Der Italiener Bandini hatte in der kurzen Zeit, die er auf Reisen zugebracht, sehr gealtert. Er war hager geworden, tiefe Furchen hatten sich in sein Angesicht gegraben, das dem jungen Ritter wie ein Schauplatz erschien, auf dem die Leidenschaften wild mit einander kämpften und große Verwüstungen anrichteten. Sonst hatte sich in seinem ganzen Betragen die ruhige Besonnenheit eines Mannes gezeigt, der in den gewöhnlichen Verhältnissen des Lebens Herr seiner Empfindungen bleibt. Nur wenn das in Mainz erlittene Unrecht zur Sprache gekommen, war alle Leidenschaftlichkeit des Südländers erwacht und die schlummernde Nachgierde zur hellen Flamme emporgeschlagen. Jetzt schien er fortwährend in seinem Innern zerrissen. Seine Sprache war hastig, sein Blick unstät, jede seiner Bewegungen krampfhaft. Nachdem er eine Zeitlang schweigend neben Friedmann hergeritten war, sah er diesen plötzlich starr an, ergriff heftig seinen Arm und sagte:

»Mit Euch ist's auch nicht mehr, wie es war. Der Junker von Sonnenberg kannte das Glück; dem Ritter ist es fremd geworden. Aber das Glück ist nur ein Wahn und das Unglück ebenso. Wir träumen von frohen Augenblicken und von jammervollen Tagen. Warum reißen wir uns nicht empor aus dem dumpfen Traume? Dann schwämme Alles flott weg auf dem todten Meere der Gleichgültigkeit, dann hätten wir ruhige Tage, und ach! auch ruhige Nächte und wüßten nichts von Liebe und – Rache.«

Bei dem letzten Worte verzerrten sich seine Züge auf eine furchtbare Weise. Er drückte grimmig seinem Pferde den Stachel in die Seite, daß dieses hochaufbäumte und ihn herabgeworfen haben würde, wenn er nicht ein fester Reiter gewesen wäre.

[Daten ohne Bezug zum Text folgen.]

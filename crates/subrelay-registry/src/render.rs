//! Reverse-proxy site template

use crate::binding::{Scheme, Subdomain};
use crate::error::{RegistryError, RegistryResult};
use std::fs;
use std::path::Path;

pub const PORT_PLACEHOLDER: &str = "%%REMOTE_PORT%%";
pub const SUBDOMAIN_PLACEHOLDER: &str = "%%SUBDOMAIN%%";
pub const SCHEME_PLACEHOLDER: &str = "%%SCHEME%%";

/// Static template with three placeholders, loaded once at startup
#[derive(Debug, Clone)]
pub struct SiteTemplate {
    text: String,
}

impl SiteTemplate {
    pub fn new(text: impl Into<String>) -> Self {
        Self { text: text.into() }
    }

    pub fn load(path: &Path) -> RegistryResult<Self> {
        let text = fs::read_to_string(path).map_err(|e| {
            RegistryError::io(format!("failed to read site template {}", path.display()), e)
        })?;
        Ok(Self::new(text))
    }

    /// Plain substitution; every occurrence of each placeholder is replaced
    pub fn render(&self, port: u16, subdomain: &Subdomain, scheme: Scheme) -> String {
        self.text
            .replace(PORT_PLACEHOLDER, &port.to_string())
            .replace(SUBDOMAIN_PLACEHOLDER, subdomain.as_str())
            .replace(SCHEME_PLACEHOLDER, scheme.as_str())
    }
}
//! The registration transaction: resolve, scan, decide, apply
//!
//! Everything between scanning the site directory and writing the new site
//! file runs under one [`StateLock`], so two appliances racing for the same
//! port or subdomain are serialised and never see a torn directory.

use crate::agents::AgentRegistry;
use crate::binding::{Credential, Registration, SiteBinding};
use crate::config::{AccessConfig, RegistrarConfig, Variant};
use crate::credentials::CredentialStore;
use crate::error::{RegisterFailure, RegistryError, RegistryResult};
use crate::lock::StateLock;
use crate::reconcile::{reconcile, Decision};
use crate::render::SiteTemplate;
use crate::site_dir::{SiteDirectory, SiteIndex, SiteScan};
use crate::tokens::TokenTable;
use std::sync::Arc;
use tracing::{debug, info, warn};

/// Variant specific access artifact
#[derive(Debug, Clone)]
pub enum AccessStore {
    SshKeys(CredentialStore),
    Agents(AgentRegistry),
}

impl AccessStore {
    pub fn from_config(config: &AccessConfig) -> Self {
        match config {
            AccessConfig::SshKey {
                credentials_path,
                key_marker,
            } => AccessStore::SshKeys(CredentialStore::new(credentials_path, key_marker)),
            AccessConfig::Agent { registry_path } => {
                AccessStore::Agents(AgentRegistry::new(registry_path))
            }
        }
    }

    pub fn variant(&self) -> Variant {
        match self {
            AccessStore::SshKeys(_) => Variant::SshKey,
            AccessStore::Agents(_) => Variant::Agent,
        }
    }

    fn mismatch(&self, credential: &Credential) -> RegistryError {
        RegistryError::CredentialMismatch {
            expected: match self {
                AccessStore::SshKeys(_) => "public key",
                AccessStore::Agents(_) => "scheme",
            },
            got: credential.kind(),
        }
    }

    fn accepts(&self, credential: &Credential) -> bool {
        matches!(
            (self, credential),
            (AccessStore::SshKeys(_), Credential::PublicKey(_))
                | (AccessStore::Agents(_), Credential::Scheme(_))
        )
    }
}

/// What a successful registration did
#[derive(Debug, Clone, PartialEq, Eq)]
pub struct RegisterOutcome {
    pub binding: SiteBinding,
    /// Site files deleted (stale binding of this port plus corrupted entries)
    pub removed: usize,
    /// The site file for this binding was created or rewritten
    pub site_written: bool,
    pub credentials_changed: bool,
    pub agents_changed: bool,
}

impl RegisterOutcome {
    /// Anything on disk changed, so the reverse proxy has to reload
    pub fn needs_reload(&self) -> bool {
        self.removed > 0 || self.site_written || self.credentials_changed || self.agents_changed
    }

    /// The tunnel-agent daemon must restart to pick up a new agent
    pub fn needs_agent_restart(&self) -> bool {
        self.agents_changed
    }
}

/// Registration engine over the on-disk state
#[derive(Debug)]
pub struct Registrar {
    tokens: Arc<TokenTable>,
    sites: SiteDirectory,
    template: SiteTemplate,
    access: AccessStore,
    lock: StateLock,
}

impl Registrar {
    pub fn new(config: &RegistrarConfig, tokens: Arc<TokenTable>) -> RegistryResult<Self> {
        let sites = SiteDirectory::open(&config.sites_dir, &config.site_marker)?;
        let template = SiteTemplate::load(&config.template_path)?;

        info!(
            "Registrar ready: variant {}, sites in {}",
            config.access.variant(),
            sites.path().display()
        );

        Ok(Self {
            tokens,
            sites,
            template,
            access: AccessStore::from_config(&config.access),
            lock: StateLock::new(&config.lock_path, config.lock_timeout),
        })
    }

    pub fn variant(&self) -> Variant {
        self.access.variant()
    }

    pub fn tokens(&self) -> &TokenTable {
        &self.tokens
    }

    pub fn sites(&self) -> &SiteDirectory {
        &self.sites
    }

    /// Register or re-register one appliance
    ///
    /// On failure the returned [`RegisterFailure`] still reports how many site
    /// files were deleted before the error, so the caller can reload for them.
    pub fn register(&self, registration: &Registration) -> Result<RegisterOutcome, RegisterFailure> {
        if !self.access.accepts(&registration.credential) {
            return Err(self.access.mismatch(&registration.credential).into());
        }

        let port = self.tokens.resolve_port(&registration.token)?;

        let _guard = self.lock.acquire()?;

        let scan = self.sites.scan()?;
        let mut removed = scan.removed;

        match self.commit(registration, port, &scan.index, &mut removed) {
            Ok(outcome) => Ok(outcome),
            Err(error) => {
                if removed > 0 {
                    warn!(
                        "Registration on port {} failed after removing {} site files",
                        port, removed
                    );
                }
                Err(RegisterFailure { error, removed })
            }
        }
    }

    /// Decide and apply under the lock; `removed` counts every deleted site file
    fn commit(
        &self,
        registration: &Registration,
        port: u16,
        index: &SiteIndex,
        removed: &mut usize,
    ) -> RegistryResult<RegisterOutcome> {
        let subdomain = &registration.subdomain;
        let scheme = registration.scheme();

        let stale = match reconcile(index, port, subdomain) {
            Decision::Rejected { holder } => {
                warn!(
                    "Port {} asked for {} which is held by port {}",
                    port, subdomain, holder
                );
                return Err(RegistryError::SubdomainConflict {
                    subdomain: subdomain.to_string(),
                    port: holder,
                });
            }
            Decision::RebindRequired { stale } => Some(stale),
            Decision::Accepted => {
                debug!("Port {} accepted for {}", port, subdomain);
                None
            }
        };

        // Access artifact first: if it fails the old binding is still served
        let (credentials_changed, agents_changed) = match (&self.access, &registration.credential)
        {
            (AccessStore::SshKeys(store), Credential::PublicKey(key)) => {
                (store.upsert(&registration.token, key)?.is_changed(), false)
            }
            (AccessStore::Agents(registry), Credential::Scheme(_)) => {
                (false, registry.ensure_agent(&registration.token, port)?.is_changed())
            }
            (access, credential) => return Err(access.mismatch(credential)),
        };

        if let Some(stale) = stale {
            info!("Port {} moves from {} to {}", port, stale, subdomain);
            if self.sites.remove(port, &stale)? {
                *removed += 1;
            }
        }

        let rendered = self.template.render(port, subdomain, scheme);
        let site_written = self.sites.write(port, subdomain, &rendered)?.is_changed();

        let outcome = RegisterOutcome {
            binding: SiteBinding {
                port,
                subdomain: subdomain.clone(),
                scheme,
            },
            removed: *removed,
            site_written,
            credentials_changed,
            agents_changed,
        };

        info!(
            "Registered {} on port {} ({}; reload: {})",
            subdomain,
            port,
            scheme,
            outcome.needs_reload()
        );

        Ok(outcome)
    }

    /// Self-healing scan under the lock, without registering anything
    pub fn scan(&self) -> RegistryResult<SiteScan> {
        let _guard = self.lock.acquire()?;
        self.sites.scan()
    }
}
//! subrelay - subdomain registration service for a tunnel relay
//!
//! Appliances behind NAT present a pre-issued token and a subdomain; the relay
//! assigns the token's fixed tunnel port and publishes a reverse-proxy site for it.

use anyhow::{Context, Result};
use clap::{Parser, Subcommand, ValueEnum};
use std::net::SocketAddr;
use std::path::PathBuf;
use std::sync::Arc;
use std::time::Duration;
use subrelay_api::{ApiServer, ApiServerConfig, NoopReloader, Reloader, SystemdReloader};
use subrelay_registry::credentials::DEFAULT_KEY_MARKER;
use subrelay_registry::site_dir::DEFAULT_SITE_MARKER;
use subrelay_registry::{
    write_token_file, AccessConfig, Registrar, RegistrarConfig, SiteDirectory, StateLock,
    TokenTable,
};
use tracing::{info, warn};
use tracing_subscriber::{fmt, prelude::*, EnvFilter};

const LOCK_FILE_NAME: &str = "registry.lock";
const DEFAULT_BASE_PORT: u16 = 14799;
const DEFAULT_TOKEN_COUNT: usize = 10000;

const VERSION: &str = concat!(
    env!("CARGO_PKG_VERSION"),
    " (",
    env!("SUBRELAY_GIT_HASH"),
    ", built ",
    env!("SUBRELAY_BUILD_TIME"),
    ")"
);

/// subrelay - publish appliances under subdomains of a tunnel relay
#[derive(Parser, Debug)]
#[command(name = "subrelay")]
#[command(about = "subrelay - publish appliances under subdomains of a tunnel relay")]
#[command(version = VERSION)]
struct Cli {
    /// Enable verbose logging
    #[arg(short, long, global = true)]
    verbose: bool,

    #[command(subcommand)]
    command: Commands,
}

/// How appliances reach the relay
#[derive(ValueEnum, Clone, Copy, Debug, PartialEq, Eq)]
enum VariantArg {
    /// `ssh -R` reverse tunnels, keys appended to an authorized_keys file
    SshKey,
    /// Tunnel agents listed in a YAML registry
    Agent,
}

#[derive(Subcommand, Debug)]
enum Commands {
    /// Run the registration HTTP service
    #[command(long_about = r#"
Run the registration HTTP service.

Every registration is committed under an advisory lock in the state
directory, then the reverse proxy is reloaded through systemctl.

EXAMPLES:
  # SSH reverse tunnels
  subrelay serve --tokens /srv/subrelay/tokens.txt \
    --template /srv/subrelay/site.tmpl \
    --sites-dir /etc/nginx/sites-enabled \
    --credentials /home/relay/.ssh/authorized_keys

  # Tunnel agents
  subrelay serve --variant agent --agents /etc/tunnel/agents.yaml \
    --agent-unit tunnel-agent

ENVIRONMENT VARIABLES:
  SUBRELAY_LISTEN, SUBRELAY_TOKENS, SUBRELAY_BASE_PORT, SUBRELAY_SITES_DIR,
  SUBRELAY_TEMPLATE, SUBRELAY_STATE_DIR, SUBRELAY_VARIANT, SUBRELAY_CREDENTIALS,
  SUBRELAY_AGENTS, SUBRELAY_KEY_MARKER, SUBRELAY_LOCK_TIMEOUT_SECS,
  SUBRELAY_PROXY_UNIT, SUBRELAY_AGENT_UNIT, SUBRELAY_NO_RELOAD
    "#)]
    Serve {
        /// Address to bind the HTTP service
        #[arg(long, env = "SUBRELAY_LISTEN", default_value = "0.0.0.0:8080")]
        listen: SocketAddr,

        /// Token allow-list, one token per line
        #[arg(long, env = "SUBRELAY_TOKENS", default_value = "/srv/subrelay/tokens.txt")]
        tokens: PathBuf,

        /// Tunnel port of the first token
        #[arg(long, env = "SUBRELAY_BASE_PORT", default_value_t = DEFAULT_BASE_PORT)]
        base_port: u16,

        /// Directory of rendered reverse-proxy sites
        #[arg(long, env = "SUBRELAY_SITES_DIR", default_value = "/srv/subrelay/sites")]
        sites_dir: PathBuf,

        /// Site template with %%REMOTE_PORT%%, %%SUBDOMAIN%% and %%SCHEME%%
        #[arg(long, env = "SUBRELAY_TEMPLATE", default_value = "/srv/subrelay/site.tmpl")]
        template: PathBuf,

        /// Directory holding the registry lock
        #[arg(long, env = "SUBRELAY_STATE_DIR", default_value = "/srv/subrelay")]
        state_dir: PathBuf,

        #[arg(long, env = "SUBRELAY_VARIANT", value_enum, default_value = "ssh-key")]
        variant: VariantArg,

        /// authorized_keys file (ssh-key variant, default <state-dir>/authorized_keys)
        #[arg(long, env = "SUBRELAY_CREDENTIALS")]
        credentials: Option<PathBuf>,

        /// Agent registry YAML (agent variant, default <state-dir>/agents.yaml)
        #[arg(long, env = "SUBRELAY_AGENTS")]
        agents: Option<PathBuf>,

        /// Host part of the `<token>@<marker>` key comment
        #[arg(long, env = "SUBRELAY_KEY_MARKER", default_value = DEFAULT_KEY_MARKER)]
        key_marker: String,

        /// Seconds to wait for the registry lock before answering 503
        #[arg(long, env = "SUBRELAY_LOCK_TIMEOUT_SECS", default_value_t = 10)]
        lock_timeout_secs: u64,

        /// systemd unit of the reverse proxy
        #[arg(long, env = "SUBRELAY_PROXY_UNIT", default_value = "nginx")]
        proxy_unit: String,

        /// systemd unit of the tunnel agent service, restarted on new agents
        #[arg(long, env = "SUBRELAY_AGENT_UNIT")]
        agent_unit: Option<String>,

        /// Write files but never call systemctl
        #[arg(long, env = "SUBRELAY_NO_RELOAD")]
        no_reload: bool,
    },

    /// Generate a fresh token allow-list
    GenerateTokens {
        /// Output file, must not exist yet
        #[arg(long, env = "SUBRELAY_TOKENS")]
        out: PathBuf,

        #[arg(long, default_value_t = DEFAULT_TOKEN_COUNT)]
        count: usize,
    },

    /// Print current bindings and remove corrupted site files
    Scan {
        #[arg(long, env = "SUBRELAY_SITES_DIR", default_value = "/srv/subrelay/sites")]
        sites_dir: PathBuf,

        /// Token allow-list; when given, bindings on ports no token owns are flagged
        #[arg(long, env = "SUBRELAY_TOKENS")]
        tokens: Option<PathBuf>,

        #[arg(long, env = "SUBRELAY_BASE_PORT", default_value_t = DEFAULT_BASE_PORT)]
        base_port: u16,

        #[arg(long, env = "SUBRELAY_STATE_DIR", default_value = "/srv/subrelay")]
        state_dir: PathBuf,

        #[arg(long, env = "SUBRELAY_LOCK_TIMEOUT_SECS", default_value_t = 10)]
        lock_timeout_secs: u64,
    },
}

/// Setup logging; RUST_LOG overrides the defaults
fn setup_logging(verbose: bool) {
    let log_level = if verbose { "debug" } else { "info" };
    let default_filter = format!(
        "subrelay={level},subrelay_api={level},subrelay_registry={level},tower_http={level}",
        level = log_level
    );

    let filter = EnvFilter::try_from_default_env()
        .or_else(|_| EnvFilter::try_new(&default_filter))
        .unwrap_or_else(|_| EnvFilter::new("info"));

    tracing_subscriber::registry()
        .with(fmt::layer().with_target(true).with_thread_ids(false))
        .with(filter)
        .init();
}

#[tokio::main]
async fn main() -> Result<()> {
    let cli = Cli::parse();
    setup_logging(cli.verbose);

    match cli.command {
        Commands::Serve {
            listen,
            tokens,
            base_port,
            sites_dir,
            template,
            state_dir,
            variant,
            credentials,
            agents,
            key_marker,
            lock_timeout_secs,
            proxy_unit,
            agent_unit,
            no_reload,
        } => {
            let table = TokenTable::load(&tokens, base_port)
                .with_context(|| format!("Failed to load tokens from {}", tokens.display()))?;
            info!(
                "Loaded {} tokens, ports {}-{}",
                table.len(),
                table.ports().start(),
                table.ports().end()
            );

            let access = match variant {
                VariantArg::SshKey => AccessConfig::SshKey {
                    credentials_path: credentials
                        .unwrap_or_else(|| state_dir.join("authorized_keys")),
                    key_marker,
                },
                VariantArg::Agent => AccessConfig::Agent {
                    registry_path: agents.unwrap_or_else(|| state_dir.join("agents.yaml")),
                },
            };

            let config = RegistrarConfig {
                sites_dir,
                site_marker: DEFAULT_SITE_MARKER.to_string(),
                template_path: template,
                lock_path: state_dir.join(LOCK_FILE_NAME),
                lock_timeout: Duration::from_secs(lock_timeout_secs),
                access,
            };
            let registrar = Registrar::new(&config, Arc::new(table))
                .context("Failed to initialise registrar")?;

            let reloader: Arc<dyn Reloader> = if no_reload {
                info!("Reloads disabled");
                Arc::new(NoopReloader)
            } else {
                if variant == VariantArg::Agent && agent_unit.is_none() {
                    warn!("No --agent-unit given, new agents will need a manual restart");
                }
                Arc::new(SystemdReloader::new(proxy_unit, agent_unit))
            };

            let server = ApiServer::new(
                ApiServerConfig { bind_addr: listen },
                Arc::new(registrar),
                reloader,
            );
            server.start().await?;
        }

        Commands::GenerateTokens { out, count } => {
            write_token_file(&out, count)
                .with_context(|| format!("Failed to generate tokens into {}", out.display()))?;
            info!("Wrote {} tokens to {}", count, out.display());
        }

        Commands::Scan {
            sites_dir,
            tokens,
            base_port,
            state_dir,
            lock_timeout_secs,
        } => {
            let table = tokens
                .map(|path| {
                    TokenTable::load(&path, base_port).with_context(|| {
                        format!("Failed to load tokens from {}", path.display())
                    })
                })
                .transpose()?;

            let sites = SiteDirectory::open(&sites_dir, DEFAULT_SITE_MARKER)
                .context("Failed to open site directory")?;
            let lock = StateLock::new(
                state_dir.join(LOCK_FILE_NAME),
                Duration::from_secs(lock_timeout_secs),
            );

            let scan = {
                let _guard = lock.acquire().context("Failed to lock registry")?;
                sites.scan().context("Failed to scan site directory")?
            };

            let mut orphaned = 0;
            for (port, subdomain) in scan.index.bindings() {
                let owned = table
                    .as_ref()
                    .map_or(true, |table| table.token_for_port(port).is_some());
                if owned {
                    println!("{}\t{}", port, subdomain);
                } else {
                    orphaned += 1;
                    println!("{}\t{}\t(no token)", port, subdomain);
                }
            }
            if orphaned > 0 {
                warn!("{} bindings sit on ports outside the token allow-list", orphaned);
            }
            info!(
                "{} bindings, {} corrupted files removed",
                scan.index.len(),
                scan.removed
            );
        }
    }

    Ok(())
}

»Bandini,« versetzte in dem schwermüthigen Tone, der ihm jetzt eigen war, der junge Ritter, »ich mag mich verändert haben und vor Allem mag der kecke Frohsinn verschwunden sein, der mich sonst belebte und leicht über alle kleinen Besorgnisse meiner Jünglingsjahre hinwegtrug. Aber mit Euch ist eine weit größere, eine entsetzlichere Veränderung vorgegangen. Ihr seid in wenigen Monaten um viele Jahre gealtert und ich sehe greise Haare, die sich unter Euerm Barett hervordrängen. Ihr müßt etwas Furchtbares erlebt haben. Es müssen schreckliche Dinge sein, die den Menschen den Gang der Natur zu übereilen nöthigen. Was ist Euch begegnet, welches Urtheil hat diese entsetzliche Wirkung auf Euch hervorgebracht?«

»Merkt Ihr was?« entgegnete der Lombarde und ein Blitz seines dunkelglühenden Auges flog zu Friedmann auf. Er lachte heiser und höhnisch in sich hinein. Dann fuhr er fort: »Alles hängt an einer alten Geschichte. Ihr kennt sie wohl. Wir beide waren ja die Hunde und hetzten das Wild. Ihr kennt die Sache, aber Ihr wißt nichts weiter. Ihr wißt nicht wie sie zum Ungeheuer geworden ist, das mich mit seinen riesigen Krallen gefaßt hat, das mir keine Ruhe läßt Tag und Nacht, mich furchtbar schüttelt und mir ewig in die Ohren raunt: es giebt nur eine Seligkeit und das ist die Rache.«

Der junge Ritter schauderte zurück. Er war gottesfürchtig erzogen worden und eine solche Aeußerung schien ihm das Heiligste zu lästern.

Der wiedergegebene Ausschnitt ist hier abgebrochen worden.